• _Work item_:
Pull every line containing "semantics" out of the material below.

• _Data_:
//! End-to-end blocklist walk-through.

use std::net::{IpAddr, Ipv4Addr};

use nlset::{EntryCommand, KernelError, Options, Result};

use crate::common::TestNamespace;

#[test]
fn test_blocklist_lifecycle() -> Result<()> {
    require_root!();

    let ns = TestNamespace::new("scenario")?;
    let mut session = ns.session()?;
    let addr = IpAddr::V4(Ipv4Addr::new(203, 0, 113, 7));
    let opts = Options::default();

    session.create_set("blocklist", opts)?;
    session.handle_entry(EntryCommand::Add, "blocklist", addr, None, opts)?;

    let err = session
        .handle_entry(
            EntryCommand::Add,
            "blocklist",
            addr,
            None,
            Options {
                excl: true,
                ..Default::default()
            },
        )
        .unwrap_err();
    assert_eq!(err.kernel_error(), Some(KernelError::AlreadyExists));

    session.handle_entry(EntryCommand::Del, "blocklist", addr, None, opts)?;
    session.destroy_set("blocklist")?;

    let err = session.destroy_set("blocklist").unwrap_err();
    assert_eq!(err.kernel_error(), Some(KernelError::NotFound));

    session.close()
}

#[test]
fn test_sessions_are_independent() -> Result<()> {
    require_root!();

    let ns = TestNamespace::new("scenario-two")?;
    let mut first = ns.session()?;
    let mut second = ns.session()?;

    assert_ne!(first.port_id(), second.port_id());
    assert_eq!(first.protocol(), second.protocol());

    first.create_set("shared", Options::default())?;
    second.add_entry("shared", "192.0.2.44".parse()?, Options::default())?;
    assert!(first.test_entry("shared", "192.0.2.44".parse()?, Options::default())?);

    Ok(())
}
//! Error types for ipset netlink operations.

use std::fmt;
use std::io;

use crate::ipset::consts::*;
use crate::ipset::{Command, Family};

/// Result type for ipset operations.
pub type Result<T> = std::result::Result<T, Error>;

/// Set-semantics outcome of a kernel error code.
#[derive(Debug, Clone, Copy, PartialEq, Eq, Hash)]
pub enum KernelError {
    /// The set or entry is already present.
    AlreadyExists,
    /// The set or entry does not exist.
    NotFound,
    /// The kernel rejected the request parameters.
    InvalidArgument,
    /// Any other errno, kept verbatim.
    Unknown(i32),
}

impl KernelError {
    /// Classify a positive errno returned for `command`.
    ///
    /// `IPSET_ERR_EXIST` is ambiguous on its own: the kernel reports it when
    /// an exclusive add hits a present entry and when an exclusive delete or
    /// a test misses one.
    pub fn classify(command: Command, errno: i32) -> Self {
        match errno {
            libc::EEXIST | IPSET_ERR_EXIST_SETNAME2 => Self::AlreadyExists,
            IPSET_ERR_EXIST => match command {
                Command::Create | Command::Add => Self::AlreadyExists,
                _ => Self::NotFound,
            },
            libc::ENOENT => Self::NotFound,
            libc::EINVAL
            | libc::ENAMETOOLONG
            | IPSET_ERR_PROTOCOL
            | IPSET_ERR_TYPE_MISMATCH
            | IPSET_ERR_INVALID_CIDR
            | IPSET_ERR_INVALID_NETMASK
            | IPSET_ERR_INVALID_FAMILY
            | IPSET_ERR_TIMEOUT
            | IPSET_ERR_IPADDR_IPV4
            | IPSET_ERR_IPADDR_IPV6 => Self::InvalidArgument,
            other => Self::Unknown(other),
        }
    }
}

impl fmt::Display for KernelError {
    fn fmt(&self, f: &mut fmt::Formatter<'_>) -> fmt::Result {
        match self {
            Self::AlreadyExists => f.write_str("already exists"),
            Self::NotFound => f.write_str("not found"),
            Self::InvalidArgument => f.write_str("invalid argument"),
            Self::Unknown(code) => write!(f, "{}", describe_errno(*code)),
        }
    }
}

/// Human-readable text for kernel and ipset-specific error codes.
pub fn describe_errno(errno: i32) -> String {
    let text = match errno {
        IPSET_ERR_PROTOCOL => "kernel and userspace protocol versions differ",
        IPSET_ERR_FIND_TYPE => "set type not supported by the kernel",
        IPSET_ERR_MAX_SETS => "maximum number of sets reached",
        IPSET_ERR_BUSY => "set is referenced and cannot be destroyed",
        IPSET_ERR_EXIST_SETNAME2 => "second set already exists",
        IPSET_ERR_TYPE_MISMATCH => "set type does not match",
        IPSET_ERR_EXIST => "element or set already added or missing",
        IPSET_ERR_INVALID_CIDR => "invalid CIDR prefix",
        IPSET_ERR_INVALID_NETMASK => "invalid netmask",
        IPSET_ERR_INVALID_FAMILY => "invalid address family",
        IPSET_ERR_TIMEOUT => "timeout support not enabled on the set",
        IPSET_ERR_REFERENCED => "set is referenced",
        IPSET_ERR_IPADDR_IPV4 => "invalid IPv4 address",
        IPSET_ERR_IPADDR_IPV6 => "invalid IPv6 address",
        _ => return io::Error::from_raw_os_error(errno).to_string(),
    };
    text.to_string()
}

/// Errors that can occur during ipset operations.
#[derive(Debug, thiserror::Error)]
pub enum Error {
    /// I/O error from socket operations.
    #[error("socket error: {0}")]
    Socket(#[from] io::Error),

    /// The kernel does not expose the ipset subsystem.
    #[error("ipset subsystem not available (errno {errno}): is the ip_set module loaded?")]
    FamilyNotFound {
        /// The errno returned by the handshake.
        errno: i32,
    },

    /// No protocol version is supported by both sides.
    #[error(
        "kernel ipset protocol {} is not supported (supported: {}..={})",
        .kernel.map_or_else(|| "version".to_string(), |k| k.to_string()),
        IPSET_PROTOCOL_MIN,
        IPSET_PROTOCOL
    )]
    UnsupportedProtocol {
        /// Protocol version advertised by the kernel, if it answered at all.
        kernel: Option<u8>,
    },

    /// Attribute could not be encoded or decoded.
    #[error("malformed attribute: {0}")]
    MalformedAttribute(String),

    /// Reply framing is invalid.
    #[error("malformed reply: {0}")]
    MalformedReply(String),

    /// Too many replies did not belong to the pending request.
    #[error("protocol desync: expected sequence {expected}, got {actual}")]
    ProtocolDesync {
        /// Sequence number of the pending request.
        expected: u32,
        /// Sequence number of the last reply seen.
        actual: u32,
    },

    /// Kernel rejected the request.
    #[error("{command}: {kind} (errno {errno})")]
    Kernel {
        /// The command that failed.
        command: Command,
        /// Set-semantics classification.
        kind: KernelError,
        /// The positive errno value from the kernel.
        errno: i32,
    },

    /// Set name rejected before encoding.
    #[error("invalid set name {name:?}: {reason}")]
    InvalidSetName {
        /// The rejected name.
        name: String,
        /// Why it was rejected.
        reason: &'static str,
    },

    /// Entry text could not be parsed or is out of range.
    #[error("invalid entry {input:?}: {reason}")]
    InvalidEntry {
        /// The rejected input.
        input: String,
        /// Why it was rejected.
        reason: String,
    },

    /// Entry family disagrees with the requested family.
    #[error("{entry} entry cannot be used with an {requested} request")]
    FamilyMismatch {
        /// Family of the entry.
        entry: Family,
        /// Family selected by the options.
        requested: Family,
    },

    /// Operation and arguments do not fit together.
    #[error("invalid request: {0}")]
    InvalidRequest(String),

    /// `receive` was called with no request outstanding.
    #[error("no request is pending")]
    NoPendingRequest,
}

impl Error {
    /// Create a kernel error from a positive errno for the given command.
    pub fn kernel(command: Command, errno: i32) -> Self {
        Self::Kernel {
            command,
            kind: KernelError::classify(command, errno),
            errno,
        }
    }

    /// Get the kernel classification if this is a kernel error.
    pub fn kernel_error(&self) -> Option<KernelError> {
        match self {
            Self::Kernel { kind, .. } => Some(*kind),
            _ => None,
        }
    }

    /// Check if the set or entry already exists.
    pub fn is_already_exists(&self) -> bool {
        self.kernel_error() == Some(KernelError::AlreadyExists)
    }

    /// Check if the set or entry does not exist.
    pub fn is_not_found(&self) -> bool {
        self.kernel_error() == Some(KernelError::NotFound)
    }

    /// Check if the request was rejected as invalid, by the kernel or before
    /// it was sent.
    pub fn is_invalid_argument(&self) -> bool {
        match self {
            Self::Kernel { kind, .. } => *kind == KernelError::InvalidArgument,
            Self::InvalidSetName { .. }
            | Self::InvalidEntry { .. }
            | Self::FamilyMismatch { .. } => true,
            _ => false,
        }
    }

    /// Get the errno value if this is a kernel error.
    pub fn errno(&self) -> Option<i32> {
        match self {
            Self::Kernel { errno, .. } | Self::FamilyNotFound { errno } => Some(*errno),
            Self::Socket(e) => e.raw_os_error(),
            _ => None,
        }
    }
}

• _Expected answer_:
/// Set-semantics outcome of a kernel error code.
        /// Set-semantics classification.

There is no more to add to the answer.